Den Fanprojektmitarbeiterinnen muss es möglich sein, sich auch in kritischen Situationen nah an ihren Adressatinnen zu bewegen. Die Soziale Arbeit mit jungen Fußballfans kann nur erfolgreich sein, wenn ein besonderer Vertrauensschutz gewährleistet ist. 1
5.11 Kritische Parteilichkeit
Fanprojekte kommunizieren und vertreten die Interessen von Fußballfans gegenüber Netzwerkpartnern und gegenüber der Öffentlichkeit, mit einem stets kritisch reflektierten Blick auf entsprechende Themenstellungen, Stand- und Konfliktpunkte.
5.12 Diskursorientierung
Fanprojektmitarbeiterinnen agieren als Übersetzungs- und Vermittlungsinstanz zwischen unterschiedlichen Interessensträgerinnen und schaffen damit Kommunikationsstrukturen in alle Richtungen. In verschiedenen Gremien und Arbeitskreisen sowohl auf lokaler wie auch auf überregionaler Ebene sind wir Interessensvertreterinnen unserer Adressatinnen und unserer sozialpädagogischen Arbeit.

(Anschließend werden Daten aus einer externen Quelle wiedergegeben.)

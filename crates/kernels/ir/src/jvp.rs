//! Forward-mode differentiation.
//!
//! Pushes tangents through a graph alongside primal values. Primitives use
//! the derivatives defined here; custom nodes use their `differentiate`
//! rule. Tangents are always `f64`; integer and boolean results carry zero
//! tangents.

use stoch_foundation::{BinaryOp, DType, Shape, UnaryOp, Value};

use crate::env::{Environment, FromLiteral};
use crate::error::{IrError, Result};
use crate::eval::{branch_index, ScanShape};
use crate::graph::{Graph, Op};
use crate::primitive::{zero_tangent, Primitive};

/// A primal value paired with its tangent.
#[derive(Debug, Clone, PartialEq)]
pub struct Dual {
    pub primal: Value,
    pub tangent: Value,
}

impl FromLiteral for Dual {
    fn from_literal(value: &Value) -> Self {
        Dual {
            primal: value.clone(),
            tangent: zero_tangent(value.shape()),
        }
    }
}

/// Jacobian-vector product of `graph` at `primals` along `tangents`.
pub fn jvp(graph: &Graph, primals: &[Value], tangents: &[Value]) -> Result<(Vec<Value>, Vec<Value>)> {
    if primals.len() != tangents.len() {
        return Err(IrError::Arity {
            op: "jvp".to_string(),
            expected: primals.len(),
            found: tangents.len(),
        });
    }
    let args = primals
        .iter()
        .zip(tangents)
        .map(|(p, t)| Dual {
            primal: p.clone(),
            tangent: t.cast(DType::F64),
        })
        .collect();
    let outs = jvp_duals(graph, args)?;
    Ok(outs.into_iter().map(|d| (d.primal, d.tangent)).unzip())
}

fn jvp_duals(graph: &Graph, args: Vec<Dual>) -> Result<Vec<Dual>> {
    let mut env: Environment<Dual> = Environment::for_graph(graph, args)?;
    for eqn in &graph.equations {
        let inputs = env.read_all(&eqn.inputs)?;
        let outputs = match &eqn.op {
            Op::Prim(p) => {
                let primals: Vec<Value> = inputs.iter().map(|d| d.primal.clone()).collect();
                let tangents: Vec<Value> = inputs.iter().map(|d| d.tangent.clone()).collect();
                let primal = p.eval(&primals)?;
                let tangent = prim_tangent(p, &primals, &tangents, primal.shape())?;
                vec![Dual { primal, tangent }]
            }
            Op::Custom(op) => {
                let primals: Vec<Value> = inputs.iter().map(|d| d.primal.clone()).collect();
                let tangents: Vec<Value> = inputs.iter().map(|d| d.tangent.clone()).collect();
                let (ps, ts) = op.differentiate(&primals, &tangents)?;
                ps.into_iter()
                    .zip(ts)
                    .map(|(primal, tangent)| Dual { primal, tangent })
                    .collect()
            }
            Op::Cond { branches } => {
                let (index, operands) = inputs.split_first().ok_or_else(|| IrError::Arity {
                    op: "cond".to_string(),
                    expected: 1,
                    found: 0,
                })?;
                let taken = branch_index(&index.primal, branches.len())?;
                jvp_duals(&branches[taken], operands.to_vec())?
            }
            Op::Scan {
                body,
                length,
                num_consts,
                num_carry,
                reverse,
            } => jvp_scan(
                body,
                ScanShape {
                    length: *length,
                    num_consts: *num_consts,
                    num_carry: *num_carry,
                    reverse: *reverse,
                },
                &inputs,
                &eqn.out_avals.iter().map(|a| a.shape.clone()).collect::<Vec<_>>(),
            )?,
        };
        env.write_all(&eqn.outputs, outputs)?;
    }
    env.read_all(&graph.outvars)
}

fn jvp_scan(body: &Graph, shape: ScanShape, inputs: &[Dual], out_shapes: &[Shape]) -> Result<Vec<Dual>> {
    let ScanShape {
        num_consts,
        num_carry,
        ..
    } = shape;
    let consts = &inputs[..num_consts];
    let mut carry = inputs[num_consts..num_consts + num_carry].to_vec();
    let xs = &inputs[num_consts + num_carry..];
    let num_ys = out_shapes.len().saturating_sub(num_carry);
    let mut ys: Vec<Vec<Dual>> = vec![Vec::new(); num_ys];

    for i in shape.order() {
        let mut args = consts.to_vec();
        args.extend(carry.iter().cloned());
        for x in xs {
            args.push(Dual {
                primal: x.primal.index_axis0(i)?,
                tangent: x.tangent.index_axis0(i)?,
            });
        }
        let mut outs = jvp_duals(body, args)?;
        let rest = outs.split_off(num_carry.min(outs.len()));
        carry = outs;
        for (acc, y) in ys.iter_mut().zip(rest) {
            acc.push(y);
        }
    }

    let mut result = carry;
    for (k, mut acc) in ys.into_iter().enumerate() {
        if acc.is_empty() {
            let shape = &out_shapes[num_carry + k];
            result.push(Dual {
                primal: Value::zeros(DType::F64, shape.clone()),
                tangent: zero_tangent(shape),
            });
            continue;
        }
        if shape.reverse {
            acc.reverse();
        }
        let primals: Vec<Value> = acc.iter().map(|d| d.primal.clone()).collect();
        let tangents: Vec<Value> = acc.iter().map(|d| d.tangent.clone()).collect();
        result.push(Dual {
            primal: Value::stack(&primals)?,
            tangent: Value::stack(&tangents)?,
        });
    }
    Ok(result)
}

fn prim_tangent(p: &Primitive, x: &[Value], t: &[Value], out: &Shape) -> Result<Value> {
    let tangent = match p {
        Primitive::Unary(UnaryOp::Not) => zero_tangent(out),
        Primitive::Unary(op) => t[0].zip_with(&x[0], DType::F64, |t, x| t * op.derivative(x))?,
        Primitive::Binary(op) => binary_tangent(*op, &x[0], &x[1], &t[0], &t[1], out)?,
        Primitive::Select => {
            let broadcast = |v: &Value| v.broadcast_to(out);
            let pred = broadcast(&x[0])?;
            let on_true = broadcast(&t[1])?;
            let on_false = broadcast(&t[2])?;
            pred.zip3_with(&on_true, &on_false, DType::F64, |p, a, b| if p != 0.0 { a } else { b })?
        }
        Primitive::Convert(DType::F64) => t[0].cast(DType::F64),
        Primitive::Convert(_) | Primitive::Iota { .. } => zero_tangent(out),
        Primitive::ReduceSum => Value::f64(t[0].sum()),
        Primitive::Index => Primitive::Index.eval(&[t[0].clone(), x[1].clone()])?,
        Primitive::Stack => Value::stack(t)?,
    };
    Ok(tangent)
}

fn binary_tangent(op: BinaryOp, a: &Value, b: &Value, ta: &Value, tb: &Value, out: &Shape) -> Result<Value> {
    let f: fn(f64, f64, f64, f64) -> f64 = match op {
        BinaryOp::Add => |_, _, ta, tb| ta + tb,
        BinaryOp::Sub => |_, _, ta, tb| ta - tb,
        BinaryOp::Mul => |a, b, ta, tb| ta * b + a * tb,
        BinaryOp::Div => |a, b, ta, tb| ta / b - a * tb / (b * b),
        BinaryOp::Pow => |a, b, ta, tb| {
            let base = if ta == 0.0 { 0.0 } else { ta * b * a.powf(b - 1.0) };
            let exponent = if tb == 0.0 || a <= 0.0 { 0.0 } else { tb * a.ln() * a.powf(b) };
            base + exponent
        },
        BinaryOp::Max => |a, b, ta, tb| if a >= b { ta } else { tb },
        BinaryOp::Min => |a, b, ta, tb| if a <= b { ta } else { tb },
        BinaryOp::Eq
        | BinaryOp::Ne
        | BinaryOp::Lt
        | BinaryOp::Le
        | BinaryOp::Gt
        | BinaryOp::Ge
        | BinaryOp::And
        | BinaryOp::Or => return Ok(zero_tangent(out)),
    };
    let [a, b, ta, tb] = [a, b, ta, tb].map(|v| v.broadcast_to(out));
    let (a, b, ta, tb) = (a?, b?, ta?, tb?);
    let data = (0..out.numel())
        .map(|i| f(a.data()[i], b.data()[i], ta.data()[i], tb.data()[i]))
        .collect();
    Ok(Value::new(DType::F64, out.clone(), data)?)
}
//! Grid discretisation of continuous distributions.
//!
//! A [`Grid`] places a fixed number of points from a distribution's
//! arguments. The resulting [`GridDistribution`] puts mass on those points
//! proportional to the base density, renormalised over the grid:
//!
//! ```text
//! p_grid(v) = pdf(v) / sum_g pdf(g)        for v on the grid, 0 elsewhere
//! ```

use std::fmt;
use std::sync::Arc;

use stoch_foundation::{DType, RngStream, Value};
use stoch_ir::Aval;

use super::{check_arity, invalid, logsumexp, Dist, Distribution};
use crate::error::Result;

type PlaceFn = Arc<dyn Fn(&[Value]) -> Result<Vec<f64>> + Send + Sync>;

/// Point placement for a scalar continuous distribution.
#[derive(Clone)]
pub struct Grid {
    points: usize,
    place: PlaceFn,
}

impl Grid {
    /// `place(args)` must return exactly `points` points.
    pub fn new(points: usize, place: impl Fn(&[Value]) -> Result<Vec<f64>> + Send + Sync + 'static) -> Self {
        Self {
            points,
            place: Arc::new(place),
        }
    }

    pub fn points(&self) -> usize {
        self.points
    }

    pub fn locate(&self, args: &[Value]) -> Result<Vec<f64>> {
        let pts = (self.place)(args)?;
        if pts.len() != self.points {
            return Err(invalid(
                "grid",
                format!("placement produced {} points, expected {}", pts.len(), self.points),
            ));
        }
        Ok(pts)
    }
}

impl fmt::Debug for Grid {
    fn fmt(&self, f: &mut fmt::Formatter<'_>) -> fmt::Result {
        f.debug_struct("Grid").field("points", &self.points).finish()
    }
}

/// `points` evenly spaced values over `mean ± n_std * std`.
///
/// Expects `(mean, std)` arguments, as taken by the normal distribution.
pub fn normal_grid_around_mean(n_std: f64, points: usize) -> Grid {
    Grid::new(points, move |args: &[Value]| {
        check_arity("grid", 2, args.len())?;
        let mean = args[0].scalar_f64()?;
        let std = args[1].scalar_f64()?;
        if points == 1 {
            return Ok(vec![mean]);
        }
        let lo = mean - n_std * std;
        let step = 2.0 * n_std * std / (points - 1) as f64;
        Ok((0..points).map(|i| lo + step * i as f64).collect())
    })
}

/// `base` with `grid` attached as its discretisation.
pub fn attach_discretization(base: Dist, grid: Grid) -> Dist {
    Dist::new(Discretizable {
        name: base.name().to_string(),
        base,
        grid,
    })
}

struct Discretizable {
    name: String,
    base: Dist,
    grid: Grid,
}

impl Distribution for Discretizable {
    fn name(&self) -> &str {
        &self.name
    }

    fn event_aval(&self, args: &[Aval]) -> Result<Aval> {
        self.base.event_aval(args)
    }

    fn sample(&self, rng: &mut RngStream, args: &[Value]) -> Result<Value> {
        self.base.sample(rng, args)
    }

    fn log_density(&self, value: &Value, args: &[Value]) -> Result<f64> {
        self.base.log_density(value, args)
    }

    fn support(&self, args: &[Value]) -> Result<Option<Vec<Value>>> {
        self.base.support(args)
    }

    fn support_size(&self, args: &[Aval]) -> Option<usize> {
        self.base.support_size(args)
    }

    fn discretization(&self) -> Option<Dist> {
        Some(Dist::new(GridDistribution::new(self.base.clone(), self.grid.clone())))
    }
}

/// A continuous distribution restricted to grid points.
pub struct GridDistribution {
    name: String,
    base: Dist,
    grid: Grid,
}

impl GridDistribution {
    pub fn new(base: Dist, grid: Grid) -> Self {
        Self {
            name: format!("{}@grid{}", base.name(), grid.points()),
            base,
            grid,
        }
    }

    /// Grid points with their unnormalised log weights.
    fn weighted_points(&self, args: &[Value]) -> Result<(Vec<f64>, Vec<f64>)> {
        let pts = self.grid.locate(args)?;
        let logw = pts
            .iter()
            .map(|&x| self.base.log_density(&Value::f64(x), args))
            .collect::<Result<Vec<_>>>()?;
        Ok((pts, logw))
    }
}

impl Distribution for GridDistribution {
    fn name(&self) -> &str {
        &self.name
    }

    fn event_aval(&self, args: &[Aval]) -> Result<Aval> {
        let aval = self.base.event_aval(args)?;
        if aval.shape.rank() != 0 {
            return Err(invalid(&self.name, format!("grids need scalar events, found {}", aval.shape)));
        }
        Ok(Aval::scalar(DType::F64))
    }

    fn sample(&self, rng: &mut RngStream, args: &[Value]) -> Result<Value> {
        let (pts, logw) = self.weighted_points(args)?;
        let top = logw.iter().copied().fold(f64::NEG_INFINITY, f64::max);
        let weights: Vec<f64> = logw.iter().map(|w| (w - top).exp()).collect();
        Ok(Value::f64(pts[rng.weighted_choice(&weights)]))
    }

    fn log_density(&self, value: &Value, args: &[Value]) -> Result<f64> {
        let x = value.scalar_f64()?;
        let (pts, logw) = self.weighted_points(args)?;
        let scale = pts.iter().fold(1.0f64, |m, p| m.max(p.abs()));
        match pts.iter().position(|p| (p - x).abs() <= 1e-12 * scale) {
            Some(i) => Ok(logw[i] - logsumexp(&logw)),
            None => Ok(f64::NEG_INFINITY),
        }
    }

    fn support(&self, args: &[Value]) -> Result<Option<Vec<Value>>> {
        Ok(Some(self.grid.locate(args)?.into_iter().map(Value::f64).collect()))
    }

    fn support_size(&self, _args: &[Aval]) -> Option<usize> {
        Some(self.grid.points())
    }
}

#[cfg(test)]
mod tests {
    use super::*;
    use crate::distributions::normal;

    #[test]
    fn test_grid_points_are_symmetric() {
        let grid = normal_grid_around_mean(2.0, 5);
        let pts = grid.locate(&[Value::f64(1.0), Value::f64(0.5)]).unwrap();
        assert_eq!(pts, vec![0.0, 0.5, 1.0, 1.5, 2.0]);
    }

    #[test]
    fn test_grid_density_normalises() {
        let d = attach_discretization(normal(), normal_grid_around_mean(3.0, 7))
            .discretization()
            .unwrap();
        let args = [Value::f64(0.0), Value::f64(1.0)];
        let support = d.support(&args).unwrap().unwrap();
        assert_eq!(support.len(), 7);
        let lps: Vec<f64> = support
            .iter()
            .map(|v| d.log_density(v, &args).unwrap())
            .collect();
        assert!(logsumexp(&lps).abs() < 1e-9);
        assert_eq!(d.log_density(&Value::f64(0.3), &args).unwrap(), f64::NEG_INFINITY);
    }

    #[test]
    fn test_plain_normal_has_no_discretization() {
        assert!(normal().discretization().is_none());
    }
}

Jugendarbeit und Jugendsozialarbeit haben einen pädagogischen, sozialpolitischen und soziokulturellen Auftrag. In den Arbeitsfeldern Mobile und Offene Jugendarbeit sowie Streetwork vereinen die Handlungskonzepte der Fanprojekte verschiedene Methoden der Sozialen Arbeit. Die nachfolgend beschriebenen Methoden werden standortspezifisch angewendet.
6.1 Offene Jugendarbeit
Offene Jugendarbeit hat einen sozialräumlichen Bezug und begleitet Kinder, Jugendliche, junge Volljährige und junge Menschen auf dem Weg zur Selbstständigkeit. Unser Ziel ist es, die Adressat*innen der Fanprojektarbeit im Gemeinwesen partnerschaftlich zu integrieren und an den Prozessen unserer Gesellschaft, vor allem bei fanpolitischen Themen, mitwirken zu lassen. Das Angebot eines offenen, partizipativ gestaltbaren und geschützten Raumes ermöglicht den jungen Fußballfans, ihre Ideen umzusetzen, Fähigkeiten zu erkennen, zu erproben und sich selbst als wirksam erfahren zu können.
6.2 Aufsuchende Arbeit
Die aufsuchende Arbeit ist wesentlicher Bestandteil der Fanprojektarbeit. Wir nehmen kontinuierlich an der Lebenswelt der Fans teil und lernen sie so in unserer Gastrolle kennen. Dazu gehören die Begleitung der Heim- und Auswärtsspiele des Bezugsvereins und das Aufsuchen der Fans an ihren Treffpunkten an Spieltagen und unter der Woche. Ziel ist es, ein verlässliches, vertrauensvolles Verhältnis zu den Fans aufzubauen und dieses zu intensivieren.
6.3 Einzelfallhilfe
Die Einzelfallhilfe im Rahmen von Fanprojektarbeit ist ein individuelles Angebot, bei dem die Adressat*innen mit ihren Fähigkeiten und Bedürfnissen im Vordergrund stehen sowie Autonomie und Selbstbestimmung gestärkt werden. Die vorhandenen Ressourcen der jungen Menschen sind Grundlage unserer Arbeit. Über das handlungsleitende Arbeitsprinzip der Freiwilligkeit respektieren wir stets die Selbstbestimmung der Fans.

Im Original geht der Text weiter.